I have been working with some fun forensic command line tools. I have realized that while wireshark is fabulously powerful, it is not the easiest to get a "baseline" network reading or easily analyze network traffic for forensic evidence. I have used TCPdSTAT for a while, but it seems to be under developed for PCAP-NG file formats (at least as far as i can tell). I have since been working on one of my own LUA scripts as a TCPdSTAT-esque port. It is called TCPdShark. It needs some more development. But I have focused it on IRC, FTP, SSH, Telnet, ARP, and a few others. I created a simple dissector that looks for protocol names in the packet. I have been wanting to parse text captured from IRC packets much like how follow tcp stream does. However, it appears that dissectors only go partway into the packet details, and in order to get to the irc.request.trailer section of the packet wireshark only dissects the packet when its been clicked on. I am trying to write my script that is more for offline analysis, and very automated. Is there a way to get wireshark to rip every packet down to its basic elements automatically, without requiring the user to click on each one? or use follow tcp stream? I was also wondering if there is a way to make packet counts more accurate? I have a packet counting method to perform statistical analysis on the pcap file. However, some times TCP and UDP packet counts add ip to over 100% of the total packets captured. does anyone know how to explain this discrepancy? I would also like to donate this script to the wireshark community for further use and development. is there a forum for that kind of stuff? thanks again! asked 10 Mar '13, 14:10 T3CHKOMMIE |
The two versions of tcpdstat I've seen both use libpcap to read the capture file, so they should be able to read single-link-layer-header-type pcap-ng files on systems with libpcap 1.1.0 or later, such as OS X Snow Leopard or later, Solaris 11, sufficiently recent *BSDs and Linux distributions, and systems that don't come with libpcap on which you've installed libpcap 1.1.0 or later.

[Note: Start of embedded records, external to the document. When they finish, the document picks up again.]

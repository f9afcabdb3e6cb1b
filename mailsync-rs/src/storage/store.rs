use crate::error::{Result, StorageErrorKind, SyncError};
use crate::message::MessageRecord;
use crate::storage::{RunStatus, StoredMessage, SyncCheckpoint, UpsertResult};
use chrono::{DateTime, Utc};
use sqlx::sqlite::{SqliteConnectOptions, SqliteJournalMode, SqlitePoolOptions, SqliteRow};
use sqlx::{Row, SqlitePool};
use std::path::Path;
use std::time::Duration;
use tracing::info;

/// File name of the per-account store inside its data directory.
pub const STORE_FILE_NAME: &str = "messages.db";

const POOL_SIZE: u32 = 8;

const BUSY_TIMEOUT: Duration = Duration::from_secs(5);

/// Batch size for `IN (...)` updates, well under SQLite's bind limit.
const DELETE_CHUNK: usize = 500;

/// Handle to one account's SQLite store. Cheap to clone; all clones share
/// the connection pool. SQLite serializes writers, so concurrent upserts of
/// the same key resolve to one of them in full (single-record atomicity).
#[derive(Clone)]
pub struct MessageStore {
    pool: SqlitePool,
}

impl MessageStore {
    /// Open (creating if needed) the store under `data_dir` and ensure the
    /// schema exists.
    pub async fn open(data_dir: &Path) -> Result<MessageStore> {
        std::fs::create_dir_all(data_dir)?;
        let path = data_dir.join(STORE_FILE_NAME);

        let options = SqliteConnectOptions::new()
            .filename(&path)
            .create_if_missing(true)
            .journal_mode(SqliteJournalMode::Wal)
            .busy_timeout(BUSY_TIMEOUT);

        let pool = SqlitePoolOptions::new()
            .max_connections(POOL_SIZE)
            .connect_with(options)
            .await?;

        let store = MessageStore { pool };
        store.create_schema().await?;

        info!(path = %path.display(), "message store ready");
        Ok(store)
    }

    async fn create_schema(&self) -> Result<()> {
        sqlx::query(
            r#"
            CREATE TABLE IF NOT EXISTS messages (
                message_id      TEXT PRIMARY KEY,
                thread_id       TEXT NOT NULL,
                sender          TEXT,
                recipients      TEXT NOT NULL,
                labels          TEXT NOT NULL,
                subject         TEXT,
                body            TEXT,
                size_bytes      INTEGER NOT NULL CHECK (size_bytes >= 0),
                internal_date   TEXT NOT NULL,
                is_read         INTEGER NOT NULL,
                is_outgoing     INTEGER NOT NULL,
                is_deleted      INTEGER NOT NULL DEFAULT 0,
                last_indexed_at TEXT NOT NULL
            )
            "#,
        )
        .execute(&self.pool)
        .await?;

        sqlx::query(
            "CREATE INDEX IF NOT EXISTS idx_messages_thread ON messages (thread_id)",
        )
        .execute(&self.pool)
        .await?;

        sqlx::query(
            "CREATE INDEX IF NOT EXISTS idx_messages_internal_date ON messages (internal_date)",
        )
        .execute(&self.pool)
        .await?;

        sqlx::query(
            r#"
            CREATE TABLE IF NOT EXISTS sync_state (
                id                INTEGER PRIMARY KEY CHECK (id = 1),
                cursor            TEXT,
                last_full_sync_at TEXT,
                last_run_status   TEXT NOT NULL DEFAULT 'clean'
            )
            "#,
        )
        .execute(&self.pool)
        .await?;

        Ok(())
    }

    /// Insert-or-replace by primary key. A record present in a remote
    /// listing is by definition not deleted, so the write also clears the
    /// deletion flag. Content-identical writes only refresh the index
    /// timestamp, so repeated syncs of an unchanged mailbox count no
    /// updates.
    pub async fn upsert(&self, record: &MessageRecord) -> Result<UpsertResult> {
        let sender = record
            .sender
            .as_ref()
            .map(serde_json::to_string)
            .transpose()?;
        let recipients = serde_json::to_string(&record.recipients)?;
        let labels = serde_json::to_string(&record.labels)?;
        let now = Utc::now().to_rfc3339();

        // Advisory probe for the result classification; the write itself is
        // a single atomic statement either way.
        let existing = self.get(&record.message_id).await?;
        if let Some(stored) = &existing {
            if !stored.is_deleted && stored.record == *record {
                sqlx::query("UPDATE messages SET last_indexed_at = ? WHERE message_id = ?")
                    .bind(&now)
                    .bind(&record.message_id)
                    .execute(&self.pool)
                    .await?;
                return Ok(UpsertResult::Unchanged);
            }
        }

        sqlx::query(
            r#"
            INSERT INTO messages (
                message_id, thread_id, sender, recipients, labels,
                subject, body, size_bytes, internal_date,
                is_read, is_outgoing, is_deleted, last_indexed_at
            ) VALUES (?, ?, ?, ?, ?, ?, ?, ?, ?, ?, ?, 0, ?)
            ON CONFLICT(message_id) DO UPDATE SET
                thread_id       = excluded.thread_id,
                sender          = excluded.sender,
                recipients      = excluded.recipients,
                labels          = excluded.labels,
                subject         = excluded.subject,
                body            = excluded.body,
                size_bytes      = excluded.size_bytes,
                internal_date   = excluded.internal_date,
                is_read         = excluded.is_read,
                is_outgoing     = excluded.is_outgoing,
                is_deleted      = 0,
                last_indexed_at = excluded.last_indexed_at
            "#,
        )
        .bind(&record.message_id)
        .bind(&record.thread_id)
        .bind(&sender)
        .bind(&recipients)
        .bind(&labels)
        .bind(&record.subject)
        .bind(&record.body)
        .bind(record.size_bytes)
        .bind(record.internal_date.to_rfc3339())
        .bind(record.is_read)
        .bind(record.is_outgoing)
        .bind(&now)
        .execute(&self.pool)
        .await?;

        Ok(if existing.is_some() {
            UpsertResult::Updated
        } else {
            UpsertResult::Inserted
        })
    }

    /// Flag the given identifiers as deleted. Already-flagged rows are left
    /// untouched, which makes the call idempotent; returns how many rows
    /// actually flipped.
    pub async fn mark_deleted(&self, ids: &[String]) -> Result<u64> {
        if ids.is_empty() {
            return Ok(0);
        }

        let now = Utc::now().to_rfc3339();
        let mut flipped = 0;

        for chunk in ids.chunks(DELETE_CHUNK) {
            let placeholders = chunk.iter().map(|_| "?").collect::<Vec<_>>().join(",");
            let sql = format!(
                "UPDATE messages SET is_deleted = 1, last_indexed_at = ? \
                 WHERE is_deleted = 0 AND message_id IN ({})",
                placeholders
            );

            let mut query = sqlx::query(&sql).bind(&now);
            for id in chunk {
                query = query.bind(id);
            }

            flipped += query.execute(&self.pool).await?.rows_affected();
        }

        Ok(flipped)
    }

    /// Identifier-only projection for the deletion reconciler.
    pub async fn known_ids(&self, include_deleted: bool) -> Result<Vec<String>> {
        let sql = if include_deleted {
            "SELECT message_id FROM messages"
        } else {
            "SELECT message_id FROM messages WHERE is_deleted = 0"
        };

        Ok(sqlx::query_scalar(sql).fetch_all(&self.pool).await?)
    }

    /// Read the checkpoint row, defaulting to "never synced" when absent.
    pub async fn checkpoint(&self) -> Result<SyncCheckpoint> {
        let row: Option<(Option<String>, Option<String>, String)> = sqlx::query_as(
            "SELECT cursor, last_full_sync_at, last_run_status FROM sync_state WHERE id = 1",
        )
        .fetch_optional(&self.pool)
        .await?;

        match row {
            None => Ok(SyncCheckpoint::default()),
            Some((cursor, last_full, status)) => Ok(SyncCheckpoint {
                cursor,
                last_full_sync_at: last_full.as_deref().map(parse_timestamp).transpose()?,
                last_run_status: RunStatus::parse(&status).ok_or_else(|| {
                    SyncError::storage(
                        StorageErrorKind::Corrupt,
                        format!("unknown run status '{}'", status),
                    )
                })?,
            }),
        }
    }

    /// Replace the checkpoint row in one statement, so concurrent readers
    /// observe either the old or the new value, never a torn one.
    pub async fn set_checkpoint(&self, checkpoint: &SyncCheckpoint) -> Result<()> {
        sqlx::query(
            r#"
            INSERT INTO sync_state (id, cursor, last_full_sync_at, last_run_status)
            VALUES (1, ?, ?, ?)
            ON CONFLICT(id) DO UPDATE SET
                cursor            = excluded.cursor,
                last_full_sync_at = excluded.last_full_sync_at,
                last_run_status   = excluded.last_run_status
            "#,
        )
        .bind(&checkpoint.cursor)
        .bind(checkpoint.last_full_sync_at.map(|t| t.to_rfc3339()))
        .bind(checkpoint.last_run_status.as_str())
        .execute(&self.pool)
        .await?;

        Ok(())
    }

    /// Load one full row. The engine itself only writes; this is the read
    /// surface for the downstream query layer and the tests.
    pub async fn get(&self, message_id: &str) -> Result<Option<StoredMessage>> {
        let row = sqlx::query(
            r#"
            SELECT message_id, thread_id, sender, recipients, labels,
                   subject, body, size_bytes, internal_date,
                   is_read, is_outgoing, is_deleted, last_indexed_at
            FROM messages WHERE message_id = ?
            "#,
        )
        .bind(message_id)
        .fetch_optional(&self.pool)
        .await?;

        row.map(row_to_message).transpose()
    }
}

fn row_to_message(row: SqliteRow) -> Result<StoredMessage> {
    let sender: Option<String> = row.try_get("sender")?;
    let recipients: String = row.try_get("recipients")?;
    let labels: String = row.try_get("labels")?;
    let internal_date: String = row.try_get("internal_date")?;
    let last_indexed_at: String = row.try_get("last_indexed_at")?;

    Ok(StoredMessage {
        record: MessageRecord {
            message_id: row.try_get("message_id")?,
            thread_id: row.try_get("thread_id")?,
            sender: sender.as_deref().map(serde_json::from_str).transpose()?,
            recipients: serde_json::from_str(&recipients)?,
            labels: serde_json::from_str(&labels)?,
            subject: row.try_get("subject")?,
            body: row.try_get("body")?,
            size_bytes: row.try_get("size_bytes")?,
            internal_date: parse_timestamp(&internal_date)?,
            is_read: row.try_get("is_read")?,
            is_outgoing: row.try_get("is_outgoing")?,
        },
        is_deleted: row.try_get("is_deleted")?,
        last_indexed_at: parse_timestamp(&last_indexed_at)?,
    })
}

fn parse_timestamp(raw: &str) -> Result<DateTime<Utc>> {
    DateTime::parse_from_rfc3339(raw)
        .map(|t| t.with_timezone(&Utc))
        .map_err(|e| {
            SyncError::storage(
                StorageErrorKind::Corrupt,
                format!("bad timestamp '{}': {}", raw, e),
            )
        })
}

If you want to look at what protocols appear in the packet, create a tap that looks at the "frame.protocols" field, which is a string containing a colon-separated list of protocol names ("filter names", so TCP shows up as "tcp", for example).
Note that there's a bug in the IRC dissector in which it looses track of where it's dissecting, causing a malformed exception. Bug report has yet to be filed.
Good to know guys. Thank you for the heads up. Anyone know where I can put my script to allow people to collaborate? is there a wireshark repo? or should i just host it and post a link?
thanks again for the IRC bug. I have noticed those error I thought it was just the way I was taking in the dissected chunks!